*The problem*.
The output should be every line below that includes the word "chrono".

*Extracted data*.
--------------------------------------------------

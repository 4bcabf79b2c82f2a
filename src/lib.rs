//! pooltx - Pool transaction and locking control plane
//!
//! pooltx serializes mutating operations on storage pools and records what
//! each operation did: one exclusive lock per pool, a durable JSON record per
//! transaction, and an append-only step log that clients can tail by cursor.
//!
//! # Architecture
//!
//! The codebase follows a layered architecture:
//!
//! - [`cli`] - Command-line interface for inspecting state on disk
//! - [`engine`] - Runs an operation under a pool lock as a recorded transaction
//! - [`core`] - Domain types, paths, config, locks, records and step logs
//!
//! # Correctness Invariants
//!
//! 1. At most one transaction holds a pool's lock at a time
//! 2. A reader never observes a partially written transaction record
//! 3. Step log entries are never modified or removed once appended
//! 4. Lock state lives in memory; marker files never grant a lock

pub mod cli;
pub mod core;
pub mod engine;
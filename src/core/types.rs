//! core::types
//!
//! Strong types shared across the subsystem.
//!
//! # Types
//!
//! - [`TxId`] - Opaque transaction identifier
//! - [`UtcTimestamp`] - RFC3339 timestamp
//!
//! # Examples
//!
//! ```
//! use pooltx::core::types::TxId;
//!
//! let generated = TxId::new();
//! let given = TxId::from("tx-A");
//! assert_ne!(generated, given);
//! assert_eq!(given.as_str(), "tx-A");
//! ```

use serde::{Deserialize, Serialize};
use uuid::Uuid;

/// Unique identifier for one operation attempt.
///
/// Transaction ids are generated by the caller and otherwise treated as
/// opaque tokens. [`TxId::new`] produces a UUID v4 for callers that do
/// not bring their own.
#[derive(Debug, Clone, PartialEq, Eq, PartialOrd, Ord, Hash, Serialize, Deserialize)]
#[serde(transparent)]
pub struct TxId(String);

impl TxId {
    /// Generate a new unique transaction id.
    pub fn new() -> Self {
        Self(Uuid::new_v4().to_string())
    }

    /// Get the string representation.
    pub fn as_str(&self) -> &str {
        &self.0
    }
}

impl Default for TxId {
    fn default() -> Self {
        Self::new()
    }
}

impl From<&str> for TxId {
    fn from(s: &str) -> Self {
        Self(s.to_string())
    }
}

impl From<String> for TxId {
    fn from(s: String) -> Self {
        Self(s)
    }
}

impl AsRef<str> for TxId {
    fn as_ref(&self) -> &str {
        &self.0
    }
}

impl std::fmt::Display for TxId {
    fn fmt(&self, f: &mut std::fmt::Formatter<'_>) -> std::fmt::Result {
        write!(f, "{}", self.0)
    }
}

/// A UTC timestamp in RFC3339 format.
///
/// # Example
///
/// ```
/// use pooltx::core::types::UtcTimestamp;
///
/// let now = UtcTimestamp::now();
/// println!("Current time: {}", now);
/// ```
#[derive(Debug, Clone, Copy, PartialEq, Eq, PartialOrd, Ord, Serialize, Deserialize)]
#[serde(transparent)]
pub struct UtcTimestamp(chrono::DateTime<chrono::Utc>);

impl UtcTimestamp {
    /// Create a timestamp for the current moment.
    pub fn now() -> Self {
        Self(chrono::Utc::now())
    }

    /// Create a timestamp from a chrono DateTime.
    pub fn from_datetime(dt: chrono::DateTime<chrono::Utc>) -> Self {
        Self(dt)
    }

    /// Get the underlying datetime.
    pub fn as_datetime(&self) -> &chrono::DateTime<chrono::Utc> {
        &self.0
    }
}

impl std::fmt::Display for UtcTimestamp {
    fn fmt(&self, f: &mut std::fmt::Formatter<'_>) -> std::fmt::Result {
        write!(f, "{}", self.0.to_rfc3339())
    }
}
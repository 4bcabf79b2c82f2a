//! core::paths
//!
//! Centralized path routing for pooltx state.
//!
//! # Architecture
//!
//! Every file the subsystem writes lives under one state root. All of
//! those locations are computed here so that lock markers, records and
//! step logs never disagree about where they are.
//!
//! **Hard rule:** no other module joins path components onto the state
//! root. All paths go through `StatePaths`.
//!
//! # Storage Layout
//!
//! - `locks/pool.<sanitized pool id>.lock` - Lock marker (text, holder tx id)
//! - `pools/tx/<tx id>.json` - Transaction record
//! - `pools/tx/<tx id>.log` - Step log, one JSON object per line
//!
//! # Example
//!
//! ```
//! use pooltx::core::paths::StatePaths;
//! use std::path::PathBuf;
//!
//! let paths = StatePaths::new("/var/lib/pooltx");
//!
//! assert_eq!(
//!     paths.lock_marker_path("pool-1"),
//!     PathBuf::from("/var/lib/pooltx/locks/pool.pool-1.lock")
//! );
//! ```

use std::fs;
use std::path::{Path, PathBuf};

use crate::core::naming::sanitize;

/// State root used when nothing else is configured.
pub const DEFAULT_STATE_DIR: &str = "/var/lib/pooltx";

/// Centralized path routing for pooltx state.
///
/// # Invariants
///
/// - Pool ids are always sanitized before they reach a path
/// - Transaction ids are used verbatim; callers validate them first
#[derive(Debug, Clone, PartialEq, Eq)]
pub struct StatePaths {
    root: PathBuf,
}

impl StatePaths {
    /// Create paths rooted at `root`.
    pub fn new(root: impl Into<PathBuf>) -> Self {
        Self { root: root.into() }
    }

    /// The state root.
    pub fn root(&self) -> &Path {
        &self.root
    }

    // =========================================================================
    // Locks
    // =========================================================================

    /// Directory holding lock markers.
    ///
    /// This is `<root>/locks/`.
    pub fn locks_dir(&self) -> PathBuf {
        self.root.join("locks")
    }

    /// Path to the lock marker for a pool.
    ///
    /// This is `<root>/locks/pool.<sanitized>.lock`.
    pub fn lock_marker_path(&self, pool: &str) -> PathBuf {
        self.locks_dir().join(format!("pool.{}.lock", sanitize(pool)))
    }

    /// List lock marker files currently on disk.
    ///
    /// Markers are never read back to reconstruct lock state; after a
    /// restart anything listed here was left by a previous process.
    /// Returns `(sanitized pool id, holder tx id)` pairs sorted by pool.
    /// A missing locks directory yields an empty list.
    pub fn stale_markers(&self) -> std::io::Result<Vec<(String, String)>> {
        let dir = self.locks_dir();
        if !dir.exists() {
            return Ok(vec![]);
        }

        let mut markers: Vec<_> = fs::read_dir(&dir)?
            .filter_map(|entry| {
                let entry = entry.ok()?;
                let name = entry.file_name().into_string().ok()?;
                let pool = name.strip_prefix("pool.")?.strip_suffix(".lock")?;
                let holder = fs::read_to_string(entry.path()).unwrap_or_default();
                Some((pool.to_string(), holder.trim().to_string()))
            })
            .collect();

        markers.sort();
        Ok(markers)
    }

    // =========================================================================
    // Transactions
    // =========================================================================

    /// Directory holding transaction records and step logs.
    ///
    /// This is `<root>/pools/tx/`.
    pub fn tx_dir(&self) -> PathBuf {
        self.root.join("pools").join("tx")
    }

    /// Path to a transaction record.
    ///
    /// This is `<root>/pools/tx/<tx>.json`.
    pub fn record_path(&self, tx: &str) -> PathBuf {
        self.tx_dir().join(format!("{}.json", tx))
    }

    /// Path to a transaction step log.
    ///
    /// This is `<root>/pools/tx/<tx>.log`.
    pub fn step_log_path(&self, tx: &str) -> PathBuf {
        self.tx_dir().join(format!("{}.log", tx))
    }

    /// Ensure the directory structure exists.
    ///
    /// Creates `<root>/locks/` and `<root>/pools/tx/` if needed.
    ///
    /// # Errors
    ///
    /// Returns an IO error if directory creation fails.
    pub fn ensure_dirs(&self) -> std::io::Result<()> {
        fs::create_dir_all(self.locks_dir())?;
        fs::create_dir_all(self.tx_dir())?;
        Ok(())
    }
}

impl Default for StatePaths {
    fn default() -> Self {
        Self::new(DEFAULT_STATE_DIR)
    }
}

#[cfg(test)]
mod tests {
    use super::*;
    use tempfile::TempDir;

    #[test]
    fn default_root() {
        let paths = StatePaths::default();
        assert_eq!(paths.root(), Path::new("/var/lib/pooltx"));
    }

    #[test]
    fn lock_marker_path() {
        let paths = StatePaths::new("/state");
        assert_eq!(
            paths.lock_marker_path("pool-1"),
            PathBuf::from("/state/locks/pool.pool-1.lock")
        );
    }

    #[test]
    fn lock_marker_path_is_sanitized() {
        let paths = StatePaths::new("/state");
        let path = paths.lock_marker_path("../../etc/passwd");
        assert_eq!(path, PathBuf::from("/state/locks/pool.....etcpasswd.lock"));
        assert_eq!(path.parent(), Some(paths.locks_dir().as_path()));
    }

    #[test]
    fn record_and_log_paths() {
        let paths = StatePaths::new("/state");
        assert_eq!(
            paths.record_path("tx-A"),
            PathBuf::from("/state/pools/tx/tx-A.json")
        );
        assert_eq!(
            paths.step_log_path("tx-A"),
            PathBuf::from("/state/pools/tx/tx-A.log")
        );
    }

    #[test]
    fn ensure_dirs_creates_layout() {
        let temp = TempDir::new().expect("create temp dir");
        let paths = StatePaths::new(temp.path().join("state"));

        paths.ensure_dirs().expect("ensure dirs");
        assert!(paths.locks_dir().is_dir());
        assert!(paths.tx_dir().is_dir());
    }

    #[test]
    fn stale_markers_lists_leftovers() {
        let temp = TempDir::new().expect("create temp dir");
        let paths = StatePaths::new(temp.path());
        paths.ensure_dirs().expect("ensure dirs");

        fs::write(paths.lock_marker_path("pool-b"), "tx-2").expect("write marker");
        fs::write(paths.lock_marker_path("pool-a"), "tx-1\n").expect("write marker");
        fs::write(paths.locks_dir().join("unrelated.txt"), "x").expect("write other");

        let markers = paths.stale_markers().expect("list markers");
        assert_eq!(
            markers,
            vec![
                ("pool-a".to_string(), "tx-1".to_string()),
                ("pool-b".to_string(), "tx-2".to_string()),
            ]
        );
    }

    #[test]
    fn stale_markers_missing_dir_is_empty() {
        let temp = TempDir::new().expect("create temp dir");
        let paths = StatePaths::new(temp.path().join("nope"));
        assert!(paths.stale_markers().expect("list markers").is_empty());
    }
}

--------------------------------------------------

*Output*.
pub struct UtcTimestamp(chrono::DateTime<chrono::Utc>);
        Self(chrono::Utc::now())
    /// Create a timestamp from a chrono DateTime.
    pub fn from_datetime(dt: chrono::DateTime<chrono::Utc>) -> Self {
    pub fn as_datetime(&self) -> &chrono::DateTime<chrono::Utc> {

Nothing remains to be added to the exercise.